Fig. 2: Evaluation of the interaction between GmCRY1b and DELLA proteins.

a Schemes display full-length and truncated versions of the GmCRY1b protein. b Yeast two-hybrid (Y2H) assays show the interaction of the different truncated versions of GmCRY1b with DELLA proteins. SD-WL, minimal medium lacking Trp and Leu; SD-WLHA, selective medium lacking Trp, Leu, His, and adenine, and supplemented with 1 mM 3-AT. c Quantitation of β-galactosidase activity (Miller units) for each pair of bait and prey proteins as indicated by liquid assays. Values are mean ± SD (n = 3 biological replicates). The lowercase letters indicate significant differences (One-way ANOVA with two-sided Tukey test at a significance level of 0.05). d Co-IP assays demonstrate the blue light-dependent interaction of GmCRY1b with GmRGAa and GmRGAb in soybean leaves. Dark-adapted soybean leaves were either kept in the dark or exposed to blue light (50 μmol m⁻² s⁻¹) for 3 h. e BiFC analysis of protein interactions between GmCRY1b and GmRGAa in soybean protoplasts under WL or LBL conditions. The YFP fluorescence is shown, with the Merge representing the combination with the fluorescence of chloroplasts. Scale bars, 10 µM. The experiment was repeated three times with consistent results. f Effects of LBL treatment on the abundance of GmRGAb. Seedlings were grown under continuous WL for 12 days, then transferred into LBL or kept in continuous WL. The first trifoliate leaves were collected at the indicated time points. g The relative proteins levels of Flag-GmRGAb, normalized to HSP82 as in (f), are shown.

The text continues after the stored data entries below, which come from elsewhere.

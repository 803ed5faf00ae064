// SYNOID Dub Timeline - Shared Data Model
// Copyright (c) 2026 Xing_The_Creator | SYNOID
//
// Words come from the ASR collaborator, clips are windows of words mapped
// onto absolute video time. Everything downstream reads these types.

pub mod assembler;
pub mod audio;
pub mod chunker;
pub mod corrector;

use serde::{Deserialize, Serialize};
use std::path::{Path, PathBuf};

use crate::error::{DubError, DubResult};

pub use assembler::{AssembledTrack, TimelineAssembler};
pub use chunker::{BoundaryPolicy, TranscriptChunker};
pub use corrector::{Correction, CorrectionPolicy, DurationCorrector};

/// One recognized word with absolute timestamps in seconds.
#[derive(Debug, Clone, PartialEq, Serialize, Deserialize)]
pub struct Word {
    #[serde(alias = "word")]
    pub text: String,
    pub start: f64,
    pub end: f64,
}

impl Word {
    pub fn new(text: impl Into<String>, start: f64, end: f64) -> Self {
        Self {
            text: text.into(),
            start,
            end,
        }
    }

    pub fn duration(&self) -> f64 {
        self.end - self.start
    }

    pub fn midpoint(&self) -> f64 {
        (self.start + self.end) / 2.0
    }
}

/// Word-level transcript, ordered by `start`. Read-only once built.
#[derive(Debug, Clone, Default, PartialEq, Serialize, Deserialize)]
#[serde(try_from = "Vec<Word>", into = "Vec<Word>")]
pub struct WordTimeline {
    words: Vec<Word>,
}

impl WordTimeline {
    /// Validate and order the words. ASR output may carry small overlaps
    /// between neighbours; those are kept as-is.
    pub fn new(mut words: Vec<Word>) -> DubResult<Self> {
        for (i, w) in words.iter().enumerate() {
            if !w.start.is_finite() || !w.end.is_finite() {
                return Err(DubError::input(format!(
                    "word {} ({:?}) has a non-finite timestamp",
                    i, w.text
                )));
            }
            if w.start < 0.0 || w.start > w.end {
                return Err(DubError::input(format!(
                    "word {} ({:?}) has invalid span {:.3}..{:.3}",
                    i, w.text, w.start, w.end
                )));
            }
        }
        words.sort_by(|a, b| a.start.total_cmp(&b.start));
        Ok(Self { words })
    }

    pub fn words(&self) -> &[Word] {
        &self.words
    }

    pub fn len(&self) -> usize {
        self.words.len()
    }

    pub fn is_empty(&self) -> bool {
        self.words.is_empty()
    }

    /// End of the last word in timeline order.
    pub fn last_word_end(&self) -> Option<f64> {
        self.words.last().map(|w| w.end)
    }
}

impl TryFrom<Vec<Word>> for WordTimeline {
    type Error = DubError;

    fn try_from(words: Vec<Word>) -> Result<Self, Self::Error> {
        Self::new(words)
    }
}

impl From<WordTimeline> for Vec<Word> {
    fn from(timeline: WordTimeline) -> Self {
        timeline.words
    }
}

/// ASR output: the full text plus its word timeline.
#[derive(Debug, Clone, Default, Serialize, Deserialize)]
pub struct Transcript {
    pub text: String,
    pub words: WordTimeline,
}

/// One window of dialogue mapped to an absolute span of the video.
#[derive(Debug, Clone, PartialEq, Serialize, Deserialize)]
pub struct Clip {
    pub text: String,
    pub window_start: f64,
    pub window_end: f64,
    pub audio_path: Option<PathBuf>,
    pub voice_sample: PathBuf,
}

impl Clip {
    /// Nominal length of the window, the amount of video time this clip owns.
    pub fn window_duration(&self) -> f64 {
        self.window_end - self.window_start
    }

    pub fn audio_path(&self) -> Option<&Path> {
        self.audio_path.as_deref()
    }
}
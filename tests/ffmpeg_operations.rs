use std::path::Path;
use std::process::Command;
use synoid_dub::agent::collaborators::{DurationProbe, Muxer, TempoStretcher};
use synoid_dub::agent::production_tools::{self, FfmpegToolkit};
use synoid_dub::agent::source_tools;
use synoid_dub::timeline::{audio, DurationCorrector};

fn ffmpeg_available() -> bool {
    Command::new("ffmpeg")
        .arg("-version")
        .output()
        .map(|o| o.status.success())
        .unwrap_or(false)
        && Command::new("ffprobe")
            .arg("-version")
            .output()
            .map(|o| o.status.success())
            .unwrap_or(false)
}

fn make_test_video(path: &Path, secs: u32) {
    // testsrc generates a test pattern, sine gives it an audio track to replace
    let output = Command::new("ffmpeg")
        .args(["-y", "-f", "lavfi", "-i"])
        .arg(format!("testsrc=duration={}:size=320x240:rate=25", secs))
        .args(["-f", "lavfi", "-i"])
        .arg(format!("sine=frequency=440:duration={}", secs))
        .args(["-c:v", "mpeg4", "-c:a", "aac", "-shortest"])
        .arg(path)
        .output()
        .expect("Failed to execute ffmpeg");
    if !output.status.success() {
        panic!(
            "Failed to create dummy video: {}",
            String::from_utf8_lossy(&output.stderr)
        );
    }
}

fn tone(secs: f64, sr: u32) -> Vec<f32> {
    (0..(secs * sr as f64) as usize)
        .map(|i| (i as f32 * 0.05).sin() * 0.5)
        .collect()
}

#[tokio::test]
async fn test_atempo_stretch_fits_window() {
    if !ffmpeg_available() {
        println!("ffmpeg not installed, skipping");
        return;
    }
    let dir = tempfile::tempdir().unwrap();
    let clip = dir.path().join("clip_0.wav");
    audio::write_wav(&clip, &tone(3.0, 22_050), 22_050).unwrap();

    let toolkit = FfmpegToolkit::new();
    let corrector = DurationCorrector::new(&toolkit, &toolkit);
    let outcome = corrector.correct(&clip, 2.0).await.unwrap();
    assert!(outcome.modified());

    let after = toolkit.duration(&clip).await.unwrap();
    assert!((after - 2.0).abs() < 0.1, "Duration should be approx 2.0s, got {}", after);
}

#[tokio::test]
async fn test_stretch_to_missing_input_fails() {
    if !ffmpeg_available() {
        println!("ffmpeg not installed, skipping");
        return;
    }
    let dir = tempfile::tempdir().unwrap();
    let result = FfmpegToolkit::new()
        .stretch(&dir.path().join("nope.wav"), 1.2, &dir.path().join("out.wav"))
        .await;
    assert!(result.is_err());
}

#[tokio::test]
async fn test_mux_replaces_audio_and_keeps_video_length() {
    if !ffmpeg_available() {
        println!("ffmpeg not installed, skipping");
        return;
    }
    let dir = tempfile::tempdir().unwrap();
    let video = dir.path().join("input.mp4");
    make_test_video(&video, 4);

    let track = dir.path().join("dub_track.wav");
    audio::write_wav(&track, &tone(4.0, 44_100), 44_100).unwrap();

    let output = dir.path().join("out/dubbed.mp4");
    let result = FfmpegToolkit::new()
        .mux_video_with_audio(&video, &track, &output)
        .await
        .expect("mux failed");
    assert!(result.output_path.exists());
    assert!(result.size_mb > 0.0);

    let duration = source_tools::get_media_duration(&output).await.unwrap();
    assert!((duration - 4.0).abs() < 0.5, "got {}", duration);

    // Only the output is left in its directory, no scratch files
    let entries = std::fs::read_dir(dir.path().join("out")).unwrap().count();
    assert_eq!(entries, 1);
}

#[tokio::test]
async fn test_failed_mux_leaves_no_output() {
    if !ffmpeg_available() {
        println!("ffmpeg not installed, skipping");
        return;
    }
    let dir = tempfile::tempdir().unwrap();
    let video = dir.path().join("not_a_video.mp4");
    std::fs::write(&video, b"garbage").unwrap();
    let track = dir.path().join("dub_track.wav");
    audio::write_wav(&track, &tone(1.0, 8_000), 8_000).unwrap();

    let output = dir.path().join("dubbed.mp4");
    let result = FfmpegToolkit::new().mux(&video, &track, &output).await;
    assert!(result.is_err());
    assert!(!output.exists());
}

#[tokio::test]
async fn test_extract_audio_for_asr() {
    if !ffmpeg_available() {
        println!("ffmpeg not installed, skipping");
        return;
    }
    let dir = tempfile::tempdir().unwrap();
    let video = dir.path().join("talk.mp4");
    make_test_video(&video, 2);

    let wav = dir.path().join("asr.wav");
    production_tools::extract_audio_for_asr(&video, &wav).await.unwrap();

    let reader = hound::WavReader::open(&wav).unwrap();
    assert_eq!(reader.spec().sample_rate, 16_000);
    assert_eq!(reader.spec().channels, 1);
}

Values are mean ± SD (n = 3 biological replicates). Statistical significance was analyzed using a two-tailed Student’s t-test, **P < 0.01, and P = 2.03 × 10⁻⁵, 5.57 × 10⁻⁸ and 2.82 × 10⁻⁸ at the time points of 3, 5 and 8 h. h Immunoblot analysis of transgenic GmRGAa and GmRGAb proteins in the indicated callus lines with anti-Flag antibody. i, j Relative transcript and protein levels of transgenic GmRGAa (i) and GmRGAb (j) in the indicated callus lines. Values are means ± SD (n = 3 biological replicates). Source data are provided as a Source Data file.